Menuju konten utama
AI & Disrupsi Dunia Kerja

AI dan Masa Depan Kerja: Antara Peluang dan Ancaman

World Economic Forum memperkirakan akan ada 83 juta pekerjaan hilang berbanding dengan 69 juta pekerjaan baru akibat otomatisasi dan adopsi AI.

AI dan Masa Depan Kerja: Antara Peluang dan Ancaman
Header Decode Gelombang AI dan Disrupsi Dunia Kerja. tirto.id/Fuad

tirto.id - Pesatnya perkembangan kecerdasan buatan (artificial intelligence, AI) menjadi kekuatan transformasional yang mengubah lanskap dunia kerja secara fundamental. AI membawa antusiasme dan kekhawatiran di saat bersamaan. Kemajuan teknologi ini menciptakan peluang baru, tetapi di lain sisi menimbulkan disrupsi besar terhadap struktur ketenagakerjaan global.

Dalam beberapa tahun kebelakang, keberadaan AI mulai menggantikan berbagai fungsi pekerjaan manusia, mendorong perusahaan untuk merestrukturisasi model operasional mereka. Ujungya menyebabkan gelombang pemutusan hubungan kerja (PHK) di berbagai sektor industri.

Laporan Future of Jobs 2023 yang dirilis oleh World Economic Forum (WEF) memprediksi bahwa sebanyak 83 juta pekerjaan akan hilang secara global akibat otomatisasi dan adopsi AI pada tahun 2027. Di sisi lain, kehadiran AI diprediksi akan menciptakan sekitar 69 juta pekerjaan baru.

Namun, tetap saja ada selisih sekitar 14 juta pekerjaan yang diperkirakan hilang—sebuah angka yang menunjukkan bahwa dampak AI tidak bisa dipandang sebelah mata.

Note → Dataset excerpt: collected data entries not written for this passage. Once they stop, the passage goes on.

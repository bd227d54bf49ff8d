//! Crawl frontier: pending URLs plus the set of every URL ever admitted
//!
//! The queue, the seen-set and the "work available" condition variable share
//! one lock, so deciding that a URL is new, recording it as seen and queueing
//! it happen in a single critical section.

use crate::config::DEFAULT_MAX_URL_LENGTH;
use crate::crawler::StopToken;
use parking_lot::{Condvar, Mutex};
use std::collections::{HashSet, VecDeque};

/// Why a frontier wait returned
#[derive(Debug, Clone, Copy, PartialEq, Eq)]
pub enum Wake {
    /// URLs are queued (and, for [`Frontier::wait_until`], dispatchable)
    Work,
    /// The stop token was cancelled
    Stopped,
    /// The queue is empty and the drain check reported no work in flight
    Exhausted,
}

#[derive(Debug, Default)]
struct FrontierState {
    queue: VecDeque<String>,
    seen: HashSet<String>,
}

/// Thread-safe FIFO of URLs awaiting a visit, with deduplication
#[derive(Debug)]
pub struct Frontier {
    state: Mutex<FrontierState>,
    work_available: Condvar,
    max_url_length: usize,
}

impl Default for Frontier {
    fn default() -> Self {
        Self::new()
    }
}

impl Frontier {
    /// Creates an empty frontier with the default URL length cap
    pub fn new() -> Self {
        Self::with_max_url_length(DEFAULT_MAX_URL_LENGTH)
    }

    /// Creates an empty frontier refusing URLs longer than `max_url_length`
    /// characters
    pub fn with_max_url_length(max_url_length: usize) -> Self {
        Self {
            state: Mutex::new(FrontierState::default()),
            work_available: Condvar::new(),
            max_url_length,
        }
    }

    /// Longest URL (in characters) this frontier admits
    pub fn max_url_length(&self) -> usize {
        self.max_url_length
    }

    /// Returns true if `url` is short enough to be admitted
    pub fn fits(&self, url: &str) -> bool {
        url.chars().count() <= self.max_url_length
    }

    /// Adds a URL to the back of the queue unless it has been seen before
    ///
    /// Wakes the dispatch loop when the URL is queued. Oversized URLs are
    /// refused without touching the queue or the seen-set.
    ///
    /// # Returns
    ///
    /// `true` if the URL was new and has been queued
    pub fn push(&self, url: &str) -> bool {
        self.push_with(url, |_| {})
    }

    /// Like [`push`](Self::push), running `on_admit` for a new URL inside the
    /// critical section, before the URL becomes visible in the queue
    ///
    /// `on_admit` runs with the frontier locked; it must not call back into
    /// the frontier.
    pub fn push_with<F>(&self, url: &str, on_admit: F) -> bool
    where
        F: FnOnce(&str),
    {
        if !self.fits(url) {
            tracing::trace!(
                "Refusing URL longer than {} characters",
                self.max_url_length
            );
            return false;
        }

        let mut state = self.state.lock();
        if state.seen.contains(url) {
            return false;
        }

        on_admit(url);
        state.seen.insert(url.to_string());
        state.queue.push_back(url.to_string());
        drop(state);

        self.work_available.notify_all();
        true
    }

    /// Records a URL as seen without queueing it
    ///
    /// Used for URLs that are dispatched directly, such as the crawl seed.
    ///
    /// # Returns
    ///
    /// `true` if the URL had not been seen before
    pub fn mark_seen(&self, url: &str) -> bool {
        if !self.fits(url) {
            return false;
        }
        self.state.lock().seen.insert(url.to_string())
    }

    /// Removes and returns up to `n` URLs from the front of the queue
    ///
    /// Never blocks; returns fewer than `n` (possibly none) when the queue is
    /// shorter.
    pub fn pop_up_to(&self, n: usize) -> Vec<String> {
        let mut state = self.state.lock();
        let count = n.min(state.queue.len());
        state.queue.drain(..count).collect()
    }

    /// Blocks until the queue is non-empty or `stop` is cancelled
    pub fn wait_for_work(&self, stop: &StopToken) -> Wake {
        self.wait_until(stop, || true, || false)
    }

    /// Blocks until there is dispatchable work, the crawl is drained, or
    /// `stop` is cancelled
    ///
    /// Both predicates are evaluated with the frontier locked, after every
    /// wake-up:
    /// - returns [`Wake::Work`] when the queue is non-empty and
    ///   `can_dispatch()` holds
    /// - returns [`Wake::Exhausted`] when the queue is empty and
    ///   `is_drained()` holds
    ///
    /// Whatever changes the state behind either predicate must call
    /// [`notify`](Self::notify) afterwards.
    pub fn wait_until<D, E>(&self, stop: &StopToken, mut can_dispatch: D, mut is_drained: E) -> Wake
    where
        D: FnMut() -> bool,
        E: FnMut() -> bool,
    {
        let mut state = self.state.lock();
        loop {
            if stop.is_cancelled() {
                return Wake::Stopped;
            }

            if state.queue.is_empty() {
                if is_drained() {
                    return Wake::Exhausted;
                }
            } else if can_dispatch() {
                return Wake::Work;
            }

            self.work_available.wait(&mut state);
        }
    }

    /// Wakes every waiter so it re-evaluates its predicates
    pub fn notify(&self) {
        let _state = self.state.lock();
        self.work_available.notify_all();
    }

    /// Number of queued URLs
    pub fn len(&self) -> usize {
        self.state.lock().queue.len()
    }

    /// Returns true if no URLs are queued
    pub fn is_empty(&self) -> bool {
        self.state.lock().queue.is_empty()
    }

    /// Number of URLs ever admitted
    pub fn seen_count(&self) -> usize {
        self.state.lock().seen.len()
    }

    /// Returns true if `url` has been admitted at some point
    pub fn has_seen(&self, url: &str) -> bool {
        self.state.lock().seen.contains(url)
    }
}

#[cfg(test)]
mod tests {
    use super::*;
    use std::sync::Arc;
    use std::thread;
    use std::time::Duration;

    #[test]
    fn test_push_and_pop_fifo() {
        let frontier = Frontier::new();
        assert!(frontier.push("http://a.test/1"));
        assert!(frontier.push("http://a.test/2"));
        assert!(frontier.push("http://a.test/3"));

        assert_eq!(
            frontier.pop_up_to(2),
            vec!["http://a.test/1".to_string(), "http://a.test/2".to_string()]
        );
        assert_eq!(frontier.pop_up_to(5), vec!["http://a.test/3".to_string()]);
        assert!(frontier.pop_up_to(5).is_empty());
    }

    #[test]
    fn test_duplicate_push_is_noop() {
        let frontier = Frontier::new();
        assert!(frontier.push("http://a.test/"));
        assert!(!frontier.push("http://a.test/"));
        assert_eq!(frontier.len(), 1);
        assert_eq!(frontier.seen_count(), 1);
    }

    #[test]
    fn test_seen_survives_pop() {
        let frontier = Frontier::new();
        frontier.push("http://a.test/");
        frontier.pop_up_to(1);

        assert!(frontier.is_empty());
        assert!(frontier.has_seen("http://a.test/"));
        assert!(!frontier.push("http://a.test/"));
    }

    #[test]
    fn test_oversized_url_is_refused() {
        let frontier = Frontier::new();
        let long_url = format!("http://a.test/{}", "x".repeat(600));

        assert!(!frontier.push(&long_url));
        assert_eq!(frontier.len(), 0);
        assert_eq!(frontier.seen_count(), 0);
        assert!(!frontier.has_seen(&long_url));
    }

    #[test]
    fn test_length_cap_boundary() {
        let frontier = Frontier::with_max_url_length(20);
        let exact = format!("http://a.test/{}", "x".repeat(6));
        assert_eq!(exact.len(), 20);

        assert!(frontier.push(&exact));
        assert!(!frontier.push(&format!("{}y", exact)));
    }

    #[test]
    fn test_push_with_runs_callback_only_for_new_urls() {
        let frontier = Frontier::new();
        let mut admitted = Vec::new();

        frontier.push_with("http://a.test/", |url| admitted.push(url.to_string()));
        frontier.push_with("http://a.test/", |url| admitted.push(url.to_string()));

        assert_eq!(admitted, vec!["http://a.test/".to_string()]);
    }

    #[test]
    fn test_mark_seen_does_not_queue() {
        let frontier = Frontier::new();
        assert!(frontier.mark_seen("http://seed.test/"));
        assert!(!frontier.mark_seen("http://seed.test/"));
        assert!(frontier.is_empty());
        assert!(!frontier.push("http://seed.test/"));
    }

    #[test]
    fn test_concurrent_pushes_deduplicate() {
        let frontier = Arc::new(Frontier::new());

        let handles: Vec<_> = (0..8)
            .map(|_| {
                let frontier = Arc::clone(&frontier);
                thread::spawn(move || {
                    for i in 0..100 {
                        frontier.push(&format!("http://a.test/{}", i));
                    }
                })
            })
            .collect();

        for handle in handles {
            handle.join().unwrap();
        }

        assert_eq!(frontier.len(), 100);
        assert_eq!(frontier.seen_count(), 100);

        let mut popped = frontier.pop_up_to(1000);
        popped.sort();
        popped.dedup();
        assert_eq!(popped.len(), 100);
    }

    #[test]
    fn test_single_producer_order_preserved_under_contention() {
        let frontier = Arc::new(Frontier::new());

        let handles: Vec<_> = ["a", "b"]
            .into_iter()
            .map(|host| {
                let frontier = Arc::clone(&frontier);
                thread::spawn(move || {
                    for i in 0..50 {
                        frontier.push(&format!("http://{}.test/{}", host, i));
                    }
                })
            })
            .collect();

        for handle in handles {
            handle.join().unwrap();
        }

        let popped = frontier.pop_up_to(100);
        for host in ["a", "b"] {
            let prefix = format!("http://{}.test/", host);
            let order: Vec<usize> = popped
                .iter()
                .filter_map(|url| url.strip_prefix(&prefix))
                .map(|n| n.parse().unwrap())
                .collect();
            assert_eq!(order, (0..50).collect::<Vec<_>>());
        }
    }

    #[test]
    fn test_wait_for_work_returns_when_pushed() {
        let frontier = Arc::new(Frontier::new());
        let stop = StopToken::new();

        let waiter = {
            let frontier = Arc::clone(&frontier);
            let stop = stop.clone();
            thread::spawn(move || frontier.wait_for_work(&stop))
        };

        thread::sleep(Duration::from_millis(50));
        frontier.push("http://a.test/");

        assert_eq!(waiter.join().unwrap(), Wake::Work);
    }

    #[test]
    fn test_wait_for_work_returns_when_stopped() {
        let frontier = Arc::new(Frontier::new());
        let stop = StopToken::new();

        let waiter = {
            let frontier = Arc::clone(&frontier);
            let stop = stop.clone();
            thread::spawn(move || frontier.wait_for_work(&stop))
        };

        thread::sleep(Duration::from_millis(50));
        stop.cancel();
        frontier.notify();

        assert_eq!(waiter.join().unwrap(), Wake::Stopped);
    }

    #[test]
    fn test_wait_for_work_immediate_when_queued() {
        let frontier = Frontier::new();
        frontier.push("http://a.test/");
        assert_eq!(frontier.wait_for_work(&StopToken::new()), Wake::Work);
    }

    #[test]
    fn test_stop_takes_priority_over_work() {
        let frontier = Frontier::new();
        frontier.push("http://a.test/");
        let stop = StopToken::new();
        stop.cancel();
        assert_eq!(frontier.wait_for_work(&stop), Wake::Stopped);
    }

    #[test]
    fn test_wait_until_reports_exhaustion() {
        let frontier = Frontier::new();
        let wake = frontier.wait_until(&StopToken::new(), || true, || true);
        assert_eq!(wake, Wake::Exhausted);
    }

    #[test]
    fn test_wait_until_holds_work_until_dispatchable() {
        let frontier = Arc::new(Frontier::new());
        frontier.push("http://a.test/");
        let ready = Arc::new(std::sync::atomic::AtomicBool::new(false));

        let waiter = {
            let frontier = Arc::clone(&frontier);
            let ready = Arc::clone(&ready);
            thread::spawn(move || {
                frontier.wait_until(
                    &StopToken::new(),
                    || ready.load(std::sync::atomic::Ordering::SeqCst),
                    || false,
                )
            })
        };

        thread::sleep(Duration::from_millis(50));
        assert!(!waiter.is_finished());

        ready.store(true, std::sync::atomic::Ordering::SeqCst);
        frontier.notify();

        assert_eq!(waiter.join().unwrap(), Wake::Work);
    }
}
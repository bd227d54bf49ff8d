//! webcrawler main entry point
//!
//! This is the command-line interface for the concurrent web crawler.

use anyhow::Context;
use clap::Parser;
use std::path::{Path, PathBuf};
use tracing_subscriber::EnvFilter;
use webcrawler::config::{load_config_with_hash, validate, Config};
use webcrawler::crawler::{CrawlSummary, Crawler, HttpFetcher};
use webcrawler::output::{load_statistics, print_statistics};
use webcrawler::storage::{open_connections, SqliteStorage};

/// webcrawler: a concurrent web crawler
///
/// Starting from a seed URL, webcrawler fetches pages on a pool of worker
/// threads, stores their content and the link graph in SQLite, and follows
/// every newly discovered link until interrupted or until no URLs remain.
#[derive(Parser, Debug)]
#[command(name = "webcrawler")]
#[command(version)]
#[command(about = "A concurrent web crawler", long_about = None)]
struct Cli {
    /// Path to TOML configuration file
    #[arg(value_name = "CONFIG")]
    config: PathBuf,

    /// Override the seed URL from the configuration
    #[arg(long, value_name = "URL")]
    seed: Option<String>,

    /// Override the number of worker threads
    #[arg(long, value_name = "N")]
    workers: Option<u32>,

    /// Increase logging verbosity (-v, -vv, -vvv)
    #[arg(short, long, action = clap::ArgAction::Count)]
    verbose: u8,

    /// Suppress non-error output
    #[arg(short, long, conflicts_with = "verbose")]
    quiet: bool,

    /// Validate config and show what would be crawled without actually crawling
    #[arg(long, conflicts_with = "stats")]
    dry_run: bool,

    /// Show statistics from the database and exit
    #[arg(long, conflicts_with = "dry_run")]
    stats: bool,
}

#[tokio::main]
async fn main() -> anyhow::Result<()> {
    let cli = Cli::parse();

    setup_logging(cli.verbose, cli.quiet);

    tracing::info!("Loading configuration from: {}", cli.config.display());
    let (mut config, config_hash) = load_config_with_hash(&cli.config)
        .with_context(|| format!("Failed to load configuration {}", cli.config.display()))?;
    tracing::info!("Configuration loaded successfully (hash: {})", config_hash);

    if let Some(seed) = cli.seed {
        config.crawler.seed = seed;
    }
    if let Some(workers) = cli.workers {
        config.crawler.workers = workers;
    }
    validate(&config).context("Invalid command-line override")?;

    if cli.dry_run {
        handle_dry_run(&config);
    } else if cli.stats {
        handle_stats(&config)?;
    } else {
        handle_crawl(config, config_hash).await?;
    }

    Ok(())
}

/// Sets up the logging/tracing subscriber based on verbosity level
fn setup_logging(verbose: u8, quiet: bool) {
    let filter = if quiet {
        EnvFilter::new("error")
    } else {
        match verbose {
            0 => EnvFilter::new("webcrawler=info,warn"),
            1 => EnvFilter::new("webcrawler=debug,info"),
            2 => EnvFilter::new("webcrawler=trace,debug"),
            _ => EnvFilter::new("trace"),
        }
    };

    tracing_subscriber::fmt()
        .with_env_filter(filter)
        .with_target(false)
        .with_thread_names(true)
        .with_file(false)
        .init();
}

/// Handles the --dry-run mode: shows the effective configuration
fn handle_dry_run(config: &Config) {
    println!("=== webcrawler Dry Run ===\n");

    println!("Crawler Configuration:");
    println!("  Seed: {}", config.crawler.seed);
    println!("  Workers: {}", config.crawler.workers);
    println!(
        "  Storage connections: {}",
        config.crawler.connection_count()
    );
    println!(
        "  Connection acquire timeout: {}ms",
        config.crawler.acquire_timeout_ms
    );
    println!("  Max URL length: {}", config.crawler.max_url_length);
    println!(
        "  Progress interval: {} URLs",
        config.crawler.progress_interval
    );

    println!("\nUser Agent:");
    println!("  {}", config.user_agent.header_value());

    println!("\nOutput:");
    println!("  Database: {}", config.output.database_path);

    println!("\n✓ Configuration is valid");
}

/// Handles the --stats mode: shows statistics from the database
fn handle_stats(config: &Config) -> anyhow::Result<()> {
    println!("Database: {}\n", config.output.database_path);

    let storage = SqliteStorage::new(Path::new(&config.output.database_path))
        .context("Failed to open database")?;
    let stats = load_statistics(&storage)?;
    print_statistics(&stats);

    Ok(())
}

/// Handles the main crawl operation
///
/// The crawl itself runs on a blocking thread; this task only waits for it
/// and turns Ctrl-C into a stop request.
async fn handle_crawl(config: Config, config_hash: String) -> anyhow::Result<()> {
    let database_path = PathBuf::from(&config.output.database_path);

    let mut run_storage =
        SqliteStorage::new(&database_path).context("Failed to open database")?;
    let run_id = run_storage.start_run(&config_hash, &config.crawler.seed)?;
    let connections = open_connections(&database_path, config.crawler.connection_count())
        .context("Failed to open storage connections")?;
    tracing::info!(
        "Run {} recording to {} with {} connections",
        run_id,
        database_path.display(),
        connections.len()
    );

    let (handle_tx, handle_rx) = tokio::sync::oneshot::channel();
    let crawl = tokio::task::spawn_blocking(move || -> anyhow::Result<CrawlSummary> {
        let fetcher = HttpFetcher::new(&config.user_agent)?;
        let crawler = Crawler::new(&config.crawler, fetcher, connections)?;
        let _ = handle_tx.send(crawler.stop_handle());
        Ok(crawler.start(&config.crawler.seed)?)
    });

    let interrupt = tokio::spawn(async move {
        if let Ok(handle) = handle_rx.await {
            if tokio::signal::ctrl_c().await.is_ok() {
                tracing::info!("Interrupt received, finishing in-flight pages");
                handle.stop();
            }
        }
    });

    let result = crawl.await.context("Crawl thread panicked")?;
    interrupt.abort();

    match result {
        Ok(summary) => {
            run_storage.finish_run(run_id, summary.stop_reason.as_str())?;
            print_summary(&summary);
            Ok(())
        }
        Err(e) => {
            tracing::error!("Crawl failed: {}", e);
            run_storage.finish_run(run_id, "failed")?;
            Err(e)
        }
    }
}

fn print_summary(summary: &CrawlSummary) {
    println!("\n=== Crawl Complete ===\n");
    println!("  Seed: {}", summary.seed);
    println!("  Stopped: {}", summary.stop_reason);
    println!("  Elapsed: {:.1}s", summary.elapsed.as_secs_f64());
    println!("  URLs dispatched: {}", summary.stats.dispatched);
    println!("  Pages fetched: {}", summary.stats.fetched);
    println!("  Fetch failures: {}", summary.stats.fetch_failures);
    println!("  Links discovered: {}", summary.stats.links_discovered);
    println!("  Links enqueued: {}", summary.stats.links_enqueued);
    println!("  Storage errors: {}", summary.stats.storage_errors);
    println!("  URLs seen: {}", summary.urls_seen);
    println!("  URLs left in queue: {}", summary.urls_pending);
}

Prediksi serupa juga muncul dari riset yang dirilis International Monetary Fund (IMF) pada tahun 2024. Lembaga ini memperkirakan hampir 40 persen pekerjaan secara global akan terdampak oleh AI.

Angkanya bahkan lebih tinggi di negara-negara maju, di mana sekitar 60 persen pekerjaan berpotensi terdampak. Menariknya, dampak tersebut terbagi dua: separuh pekerjaan yang terdampak diprediksi mengalami pengaruh negatif—berisiko tergantikan atau berkurang nilainya, sementara separuh lainnya justru berpotensi terdongkrak oleh kehadiran AI.

Temuan IMF mengungkap tidak semua wilayah di dunia mengalami disrupsi dengan skala yang sama. Di negara berkembang dan negara berpenghasilan rendah, tingkat keterpaparan terhadap AI diperkirakan lebih rendah, berturut-turut 40 persen dan 26 persen.

Sekilas, data ini tampak melegakan. Akan tetapi, ketidaksiapan infrastruktur digital dan kurangnya tenaga kerja terampil justru menempatkan negara-negara tersebut dalam posisi rawan tertinggal.

Selaras dengan temuan tersebut, data terbaru juga mengindikasikan bahwa banyak perusahaan telah bersiap menghadapi dampak AI dengan merombak struktur tenaga kerja mereka. Laporan Future of Jobs 2025 yang dirilis WEF menyebut bahwa sebanyak 41 persen pemberi kerja berencana mengurangi jumlah tenaga kerja sebagai dampak dari otomatisasi yang dilakukan oleh teknologi AI terhadap sejumlah fungsi pekerjaan.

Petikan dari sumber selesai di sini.